**AIM OF THE EXERCISE:**
Scan the records below for the line with "pub fn guard(&self)" and the line with "pub fn active(&self)". Repeat those two lines and every line between them exactly, and nothing else.

**Collected data entries:**
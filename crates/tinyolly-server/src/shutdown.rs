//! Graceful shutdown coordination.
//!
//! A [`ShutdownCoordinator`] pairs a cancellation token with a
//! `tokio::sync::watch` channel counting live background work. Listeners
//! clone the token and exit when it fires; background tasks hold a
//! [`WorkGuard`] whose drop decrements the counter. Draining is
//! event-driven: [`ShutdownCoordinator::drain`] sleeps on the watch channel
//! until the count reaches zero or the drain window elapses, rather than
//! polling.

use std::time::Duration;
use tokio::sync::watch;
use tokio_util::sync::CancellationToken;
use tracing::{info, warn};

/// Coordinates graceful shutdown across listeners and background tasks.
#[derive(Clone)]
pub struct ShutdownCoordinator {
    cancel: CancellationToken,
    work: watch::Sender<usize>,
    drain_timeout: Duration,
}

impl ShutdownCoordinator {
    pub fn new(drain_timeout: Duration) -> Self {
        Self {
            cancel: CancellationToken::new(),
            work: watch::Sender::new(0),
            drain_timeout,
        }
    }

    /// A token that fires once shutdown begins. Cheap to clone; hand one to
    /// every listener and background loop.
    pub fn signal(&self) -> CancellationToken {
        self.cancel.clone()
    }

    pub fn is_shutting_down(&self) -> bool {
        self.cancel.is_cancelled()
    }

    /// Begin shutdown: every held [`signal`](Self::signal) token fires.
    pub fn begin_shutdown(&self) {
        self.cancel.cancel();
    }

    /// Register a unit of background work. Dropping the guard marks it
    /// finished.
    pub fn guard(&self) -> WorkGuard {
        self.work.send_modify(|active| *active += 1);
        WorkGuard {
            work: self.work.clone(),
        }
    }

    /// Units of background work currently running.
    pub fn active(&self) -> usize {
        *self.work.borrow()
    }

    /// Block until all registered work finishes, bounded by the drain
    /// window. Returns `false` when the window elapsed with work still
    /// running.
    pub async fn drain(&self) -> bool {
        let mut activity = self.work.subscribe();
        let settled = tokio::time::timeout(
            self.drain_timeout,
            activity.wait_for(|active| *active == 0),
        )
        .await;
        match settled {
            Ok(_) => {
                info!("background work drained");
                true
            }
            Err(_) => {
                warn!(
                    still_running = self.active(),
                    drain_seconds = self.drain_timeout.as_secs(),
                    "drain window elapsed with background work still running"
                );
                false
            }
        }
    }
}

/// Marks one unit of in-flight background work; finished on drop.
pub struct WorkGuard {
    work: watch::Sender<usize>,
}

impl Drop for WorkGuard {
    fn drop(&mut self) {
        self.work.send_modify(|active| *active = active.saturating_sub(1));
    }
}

---

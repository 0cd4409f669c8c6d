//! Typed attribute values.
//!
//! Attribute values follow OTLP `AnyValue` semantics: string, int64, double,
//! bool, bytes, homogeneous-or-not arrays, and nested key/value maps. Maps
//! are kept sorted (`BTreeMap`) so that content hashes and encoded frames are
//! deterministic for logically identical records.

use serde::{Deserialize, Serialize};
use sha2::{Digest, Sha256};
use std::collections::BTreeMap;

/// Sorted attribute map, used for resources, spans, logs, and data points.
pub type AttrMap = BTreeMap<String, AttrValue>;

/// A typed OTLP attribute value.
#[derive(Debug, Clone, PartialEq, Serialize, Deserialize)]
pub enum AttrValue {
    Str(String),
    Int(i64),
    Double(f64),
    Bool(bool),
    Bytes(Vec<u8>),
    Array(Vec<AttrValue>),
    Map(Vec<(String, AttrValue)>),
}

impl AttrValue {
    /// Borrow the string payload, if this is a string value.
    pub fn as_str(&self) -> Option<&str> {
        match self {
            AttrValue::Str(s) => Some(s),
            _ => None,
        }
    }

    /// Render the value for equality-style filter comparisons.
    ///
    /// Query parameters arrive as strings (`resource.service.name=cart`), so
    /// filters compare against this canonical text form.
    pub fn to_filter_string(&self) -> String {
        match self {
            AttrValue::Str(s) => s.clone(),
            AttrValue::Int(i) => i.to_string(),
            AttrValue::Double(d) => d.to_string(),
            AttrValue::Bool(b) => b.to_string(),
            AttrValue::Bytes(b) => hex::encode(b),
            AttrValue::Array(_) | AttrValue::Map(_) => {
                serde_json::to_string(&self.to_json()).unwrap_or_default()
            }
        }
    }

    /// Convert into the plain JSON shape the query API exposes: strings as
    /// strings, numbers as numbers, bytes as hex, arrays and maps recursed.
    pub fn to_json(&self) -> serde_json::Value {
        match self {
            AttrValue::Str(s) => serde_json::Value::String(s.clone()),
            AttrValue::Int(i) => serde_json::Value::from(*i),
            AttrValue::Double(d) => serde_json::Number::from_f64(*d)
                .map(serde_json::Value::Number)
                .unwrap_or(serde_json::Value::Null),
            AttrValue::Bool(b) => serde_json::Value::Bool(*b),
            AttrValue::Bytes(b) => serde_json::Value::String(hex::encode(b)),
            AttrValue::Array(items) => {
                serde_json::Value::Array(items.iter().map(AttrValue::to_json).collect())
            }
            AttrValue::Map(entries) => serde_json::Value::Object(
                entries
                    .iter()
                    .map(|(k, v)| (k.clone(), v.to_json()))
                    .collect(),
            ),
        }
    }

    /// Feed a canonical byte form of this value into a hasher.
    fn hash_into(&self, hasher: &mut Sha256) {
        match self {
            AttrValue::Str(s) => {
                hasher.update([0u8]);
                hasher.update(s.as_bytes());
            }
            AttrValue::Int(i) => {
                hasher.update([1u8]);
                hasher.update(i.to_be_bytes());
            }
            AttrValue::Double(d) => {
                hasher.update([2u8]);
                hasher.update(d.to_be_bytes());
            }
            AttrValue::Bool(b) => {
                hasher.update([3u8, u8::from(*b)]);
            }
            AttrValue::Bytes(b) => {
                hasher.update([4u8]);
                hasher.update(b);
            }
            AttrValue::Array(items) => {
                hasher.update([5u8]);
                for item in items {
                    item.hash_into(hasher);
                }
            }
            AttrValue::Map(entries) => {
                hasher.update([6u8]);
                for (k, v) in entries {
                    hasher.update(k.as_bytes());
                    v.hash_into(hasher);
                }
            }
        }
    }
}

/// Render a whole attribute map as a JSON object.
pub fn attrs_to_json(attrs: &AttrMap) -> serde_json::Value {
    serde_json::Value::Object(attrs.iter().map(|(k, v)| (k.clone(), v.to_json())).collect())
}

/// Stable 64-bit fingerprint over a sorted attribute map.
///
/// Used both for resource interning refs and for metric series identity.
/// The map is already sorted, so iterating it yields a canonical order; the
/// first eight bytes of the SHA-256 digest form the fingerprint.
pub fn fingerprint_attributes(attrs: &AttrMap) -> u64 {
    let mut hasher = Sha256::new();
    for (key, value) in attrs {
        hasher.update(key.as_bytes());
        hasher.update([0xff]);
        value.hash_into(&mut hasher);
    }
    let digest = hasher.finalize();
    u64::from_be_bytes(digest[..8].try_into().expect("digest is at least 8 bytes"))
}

**RESPONSE AREA:**
    pub fn guard(&self) -> WorkGuard {
        self.work.send_modify(|active| *active += 1);
        WorkGuard {
            work: self.work.clone(),
        }
    }

    /// Units of background work currently running.
    pub fn active(&self) -> usize {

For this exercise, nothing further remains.